Understanding Taming Transformers for High-Resolution Image Synthesis
- Introducing a convolutional VQGAN, which learns a codebook of context-rich visual parts
- This approach is readily applied to conditional synthesis tasks, where both non-spatial information, such as object classes, and spatial information, such as segmentation which can control the generated image.
This approach enables transformers to synthesize high-resolution images like this one!
Transformers are on the rise and are taking over as the de-facto state-of-the-art architecture in all language-related tasks and other domains such as audio and vision. CNN’s have shown to be vital but have been designed to exploit prior knowledge about strong local correlations within images whereas transformers are free to understand and learn the complex relationships among the inputs. One key goal is to obtain an effective and expressive model that combines convolutional and transformer architectures and can model the compositional nature of the computer visual world.
Understanding the Process
The approach used here is a convolutional VQGAN to learn a codebook of context-rich visual parts, whose composition is subsequently modeled with an autoregressive transformer architecture. The codebook provides the interface between these architectures and a discriminator enables strong compression while retaining high perceptual quality. This method introduces the efficiency of convolutional approaches to transformer-based high-resolution image synthesis.

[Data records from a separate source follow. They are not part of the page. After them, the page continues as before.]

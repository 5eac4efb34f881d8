#![no_main]

use bytes::BytesMut;
use libfuzzer_sys::fuzz_target;
use secure_frame::core::codec::FrameCodec;
use secure_frame::core::packet::PacketCodec;
use secure_frame::utils::crypto::{Crypto, SharedKey, DEFAULT_MAC_LEN};
use secure_frame::utils::freshness::{FreshnessContext, FreshnessPolicy};
use tokio_util::codec::Decoder;

fuzz_target!(|data: &[u8]| {
    // Hostile bytes must be rejected without panics or unbounded buffering
    let codec = PacketCodec::new(
        Crypto::new(SharedKey::new([7u8; 16])),
        DEFAULT_MAC_LEN,
        512,
    );
    let freshness = FreshnessContext::new(FreshnessPolicy::nonce(16));
    let _ = codec.decode(data, &freshness);

    let mut framer = FrameCodec::new(codec.max_wire_payload());
    let mut buf = BytesMut::from(data);
    while let Ok(Some(frame)) = framer.decode(&mut buf) {
        let _ = codec.decode(&frame, &freshness);
    }
    let _ = framer.decode_eof(&mut buf);
});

To use transformers to synthesize higher resolution images the semantics of an image must be presented cleverly. Using pixel representation is not going to work as the number of pixels increases quadratically with a 2x increase in image resolution. Therefore, instead of representing an image with pixels, it is represented as a composition of perceptually rich image constituents from a codebook.
To do so, a new architecture VQGAN is proposed, a variant of the original VQVAE, and uses a discriminator and perceptual loss to keep good perceptual quality at an increased compression rate. Let’s understand VQVAE a bit before diving any deeper.

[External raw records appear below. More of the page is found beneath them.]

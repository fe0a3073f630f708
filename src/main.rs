//! reconbridge CLI entrypoint

use anyhow::Result;
use clap::Parser;
use tracing_subscriber::{layer::SubscriberExt, util::SubscriberInitExt, EnvFilter};

use reconbridge::cli::Cli;

#[tokio::main]
async fn main() -> Result<()> {
    // Logs go to stderr so --json output stays clean
    tracing_subscriber::registry()
        .with(EnvFilter::try_from_default_env().unwrap_or_else(|_| EnvFilter::new("info")))
        .with(
            tracing_subscriber::fmt::layer()
                .with_target(false)
                .with_writer(std::io::stderr),
        )
        .init();

    // Parse and execute CLI
    let cli = Cli::parse();
    cli.execute().await
}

Vector Quantized Variational Autoencoders (VQ-VAE)
VQ-VAE consists of an encoder that maps observations/images onto a sequence of discrete latent variables, and a decoder that reconstructs the observations from these discrete variables. They use a shared codebook.
The above image is the working of a VQVAE, in which we can see that an image of a dog is passed into an encoder. This encoder creates a “latent space” which is simply a space of compressed image data in which similar data points are closer together. This is then quantized based on its distance to the code vectors such that each vector is replaced by the index of the nearest code vector in the codebook. The same is used by the decoder for reconstruction.
Discrete Latent Representation is inspired by JPEG lossy compression of the image. JPEG encoding removes more than 80% of the data without noticeably changing the perceived image quality. Thus, training a generative model with less noise tends to work better.
The attention mechanism of the transformer puts limits on the sequence length. While the number of downsampling blocks can be adapted by the VQGAN to reduce the size of images, we can observe the degradation of the reconstruction quality beyond a critical value that depends on the considered dataset.
To generate images in the megapixel manner, it has to be done patch-wise and crop images to restrict the length to a maximally feasible size during training. To sample images, then make use of the transformer in a sliding window manner as illustrated in the above figure.
The VQGAN ensures that the available context is still sufficient to faithfully model images, as long as either the statistics of the dataset are approximately spatially invariant or spatial conditioning information is available.
This approach addresses the fundamental challenges that previously confined transformers to low-resolution images by representing images as a composition of rich image constituents and thereby overcomes the quadratic complexity when modeling images directly in pixel space.
The approach taps into the full potential allow us to represent the first results on high-resolution image synthesis with a transformer-based architecture.